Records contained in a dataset
++++++

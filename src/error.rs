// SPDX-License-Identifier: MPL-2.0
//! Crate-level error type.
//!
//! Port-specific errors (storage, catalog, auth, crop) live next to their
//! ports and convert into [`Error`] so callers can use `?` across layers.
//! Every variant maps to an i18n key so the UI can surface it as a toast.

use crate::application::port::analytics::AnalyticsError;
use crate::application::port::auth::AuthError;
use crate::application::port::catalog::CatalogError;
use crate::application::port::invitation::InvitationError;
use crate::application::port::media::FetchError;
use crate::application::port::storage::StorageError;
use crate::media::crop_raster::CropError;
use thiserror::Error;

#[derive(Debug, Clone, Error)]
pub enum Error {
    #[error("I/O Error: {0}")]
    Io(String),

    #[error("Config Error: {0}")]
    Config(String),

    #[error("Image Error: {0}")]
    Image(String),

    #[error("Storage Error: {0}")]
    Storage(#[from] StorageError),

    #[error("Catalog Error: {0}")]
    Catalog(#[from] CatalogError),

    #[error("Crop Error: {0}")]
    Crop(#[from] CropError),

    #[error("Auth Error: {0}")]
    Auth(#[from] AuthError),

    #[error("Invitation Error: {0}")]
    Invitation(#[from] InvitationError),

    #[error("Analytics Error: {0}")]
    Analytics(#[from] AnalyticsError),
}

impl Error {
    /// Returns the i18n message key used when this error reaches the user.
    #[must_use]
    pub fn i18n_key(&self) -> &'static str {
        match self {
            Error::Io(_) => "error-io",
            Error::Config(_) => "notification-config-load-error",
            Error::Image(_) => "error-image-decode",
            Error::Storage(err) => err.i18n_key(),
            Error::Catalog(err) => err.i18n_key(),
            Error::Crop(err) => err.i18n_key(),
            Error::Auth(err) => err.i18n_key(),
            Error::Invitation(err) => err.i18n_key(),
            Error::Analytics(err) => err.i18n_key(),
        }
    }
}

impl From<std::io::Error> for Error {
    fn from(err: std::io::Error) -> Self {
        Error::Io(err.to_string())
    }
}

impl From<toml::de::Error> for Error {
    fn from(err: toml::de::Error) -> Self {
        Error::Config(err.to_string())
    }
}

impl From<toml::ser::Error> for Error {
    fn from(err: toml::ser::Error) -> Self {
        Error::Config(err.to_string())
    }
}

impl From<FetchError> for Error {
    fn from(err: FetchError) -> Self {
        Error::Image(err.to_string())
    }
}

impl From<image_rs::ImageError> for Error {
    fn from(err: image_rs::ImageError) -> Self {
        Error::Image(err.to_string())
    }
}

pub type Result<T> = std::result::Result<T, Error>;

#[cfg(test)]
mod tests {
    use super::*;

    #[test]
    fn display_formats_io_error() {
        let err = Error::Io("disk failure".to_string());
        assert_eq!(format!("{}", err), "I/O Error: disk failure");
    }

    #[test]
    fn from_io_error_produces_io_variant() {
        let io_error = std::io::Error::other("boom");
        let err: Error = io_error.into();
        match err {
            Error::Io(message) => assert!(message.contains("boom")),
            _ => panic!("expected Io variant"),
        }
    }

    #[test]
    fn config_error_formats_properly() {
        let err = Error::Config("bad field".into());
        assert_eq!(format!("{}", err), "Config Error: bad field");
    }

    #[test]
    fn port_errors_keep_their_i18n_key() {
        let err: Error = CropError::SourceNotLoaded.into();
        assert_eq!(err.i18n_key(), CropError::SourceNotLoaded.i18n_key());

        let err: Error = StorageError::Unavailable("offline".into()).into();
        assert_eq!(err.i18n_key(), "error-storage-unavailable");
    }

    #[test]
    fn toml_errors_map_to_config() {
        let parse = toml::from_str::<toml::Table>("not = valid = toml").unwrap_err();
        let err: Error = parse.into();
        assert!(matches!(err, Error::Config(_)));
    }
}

++++++

**What needs to be done:** Using the records above, count the lines containing "disk". Give no words besides the number.

**Exercise answer:** 2